Indications that rape may well be connected to the exploitation of mines producing minerals used for digital technology are on the increase
Each one of us can make a difference by questioning the origin of the materials and asking for accountability from our suppliers
FemAid with Women in War is launching an awareness campaign that would lead to:
- An international one-day strike of mobile phones
- This day would host debates on the ethics of mining and human rights abuses everywhere in the developing world.
- Pressure would be exerted by all groups joining this effort to put pressure on manufacturers.
- A sticker with Violence-Free technology would be made mandatory by all manufacturers who agree to an ethical use of minerals
- Any funds will go toward financing self-defense classes for girls in East DRC
- We are working on a video-clip for You-Tube and we have set up a page on Facebook
Please click and like!
- We need your help, partner with us!
Consumers' behaviour can make a difference- think of how child labout decreased after public outcry concerning the manufacturing of sports articles in India, Pakistan and Bangla-Desh.
It's up to us to refuse digital technology manufactured through human rights abuse
For more information Contact FemAid
CONFLICT MINERALS AND THE ISSUE OF RAPE IN DRC
Human rights abuses linked to the mining of conflict minerals are not a revelation.
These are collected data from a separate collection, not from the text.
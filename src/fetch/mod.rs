//! Cache-first fetch orchestration.
//!
//! These helpers sit between the service facade and a [`CatalogClient`]:
//! each one consults the cache first, reaches the network only on a miss
//! or stale record, and writes fetched data back through the cache.
//!
//! [`CatalogClient`]: crate::client::CatalogClient

mod cascade;
mod orchestrator;

pub use cascade::fetch_all;
pub use orchestrator::{
    get_or_fetch, get_or_fetch_binary, get_or_fetch_versioned_image, get_or_fetch_where,
};
//! Edit submission for mod profiles.
//!
//! # Overview
//!
//! Profile edits are buffered locally, diffed against the last known
//! profile, and submitted as an ordered list of remote calls:
//!
//! 1. [`ModEdit`] snapshots a profile and tracks which fields were touched
//! 2. [`build_plan`] turns the buffer into [`SubmissionStep`]s, computing
//!    set differences for tags, metadata, and media
//! 3. [`submit`] runs the steps in order, stops at the first failure, and
//!    finishes by re-fetching the canonical profile into the cache
//!
//! Completed remote steps are never rolled back; after a partial failure
//! the server holds some of the edit and the cache still holds the profile
//! from before it.

mod buffer;
mod pipeline;
mod plan;

use thiserror::Error;

use crate::archive::ArchiveError;
use crate::client::ClientError;

pub use buffer::{EditField, GalleryEntry, ModEdit};
pub use pipeline::submit;
pub use plan::{build_plan, SubmissionStep};

/// Errors from planning or submitting a profile edit.
#[derive(Debug, Error)]
pub enum SubmitError {
    /// The edit buffer is inconsistent; nothing was submitted.
    #[error("Invalid edit: {0}")]
    Validation(String),

    /// Packaging gallery additions failed; nothing was submitted.
    #[error("Failed to package gallery additions: {0}")]
    Archive(#[from] ArchiveError),

    /// The pre-edit profile could not be loaded or fetched.
    #[error("Failed to load baseline profile: {0}")]
    Baseline(#[source] ClientError),

    /// A remote call failed; later steps were not attempted.
    #[error("Submission step {step} failed: {source}")]
    Step {
        step: &'static str,
        #[source]
        source: ClientError,
    },

    /// Every step succeeded but the closing profile refresh failed. The
    /// cache keeps the pre-edit profile.
    #[error("Failed to refresh profile after submission: {0}")]
    Refresh(#[source] ClientError),
}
The US and the EU are attempting to curb these but in ways that are less than efficient and border hypocrisy. Here are two examples, first the amendment Dodd-Frank Wall Street reform act in the US in late Aufgust and the British governement's latest propositions.
On August 22nd last the Securities and Exchange Commission confirmed the Dodd-Frank Wall Street reform act, whereby public companies had to disclose the origin of their conflict minerals adjoining from the DRC or an adjoining country. These include Angola, Burundi, Central African Republic, the Republic of the Congo, Rwanda, South Sudan, Tanzania, Uganda, and Zambia . Expanding on the original law passed in 2010 and known in the DRC as the ‘Loi Obama’, it requires companies to make measures of ‘due diligence’ and monitor every step of the transactions by independent firms to ensure transparency, provenance and accountability
Conflict minerals comprise the 3Ts(tin, tantalite and tungsten) as well as gold, used mainly in the electronics industry that is to say our daily electronic equipment, in our much beloved cell phones especially, lap-tops, MP3s and digital cameras. It requires all public companies trading in these commodities to make sure that their business does not profit in anyway the warlords engaged in the region, in particular in the eastern provinces of the DRC. This law came about as the result from pressure groups in particular Human Rights Watch and, the Enough project and Global Witness
Since the passing of the law in 2010, all 29 companies officially registered trading houses have officially ceased exporting minerals without taking due diligence measures. The three who have failed to do so are Chinese-owned businesses who are not subject to these laws
The law has been criticized as placing the onus on the companies and removing responsibility from the Congolese government, henceforth cast as the only reliable authority, even though groups linked to the Congolese army ( FARDC) have been particularly active in the private control of mines in which corrupt government officials have played an extremely significant part. Further criticism of the law stresses the virtual embargo that has followed, the gradual closing down of mines production and the loss of work for countless Congolese workmen and local communities. Nevertheless there is evidence to show that smuggling has increased and that minerals have been moved from the mines of origin to other countries: this is only an increase of an established pattern which has fuelled guerilla wars in the region for decades: the 3Ts, so essential for electronics from RDC have been smuggled out to Rwanda, Uganda, Burundi on their way to China, countries that will be now under greater scrutiny since the SCI ruling
Whilst all these points need to be explained more thoroughly, what is certain is that amongst the human rights abuses reported by different institutions, rape was a major cause for such drastic legislation and continues, unabated.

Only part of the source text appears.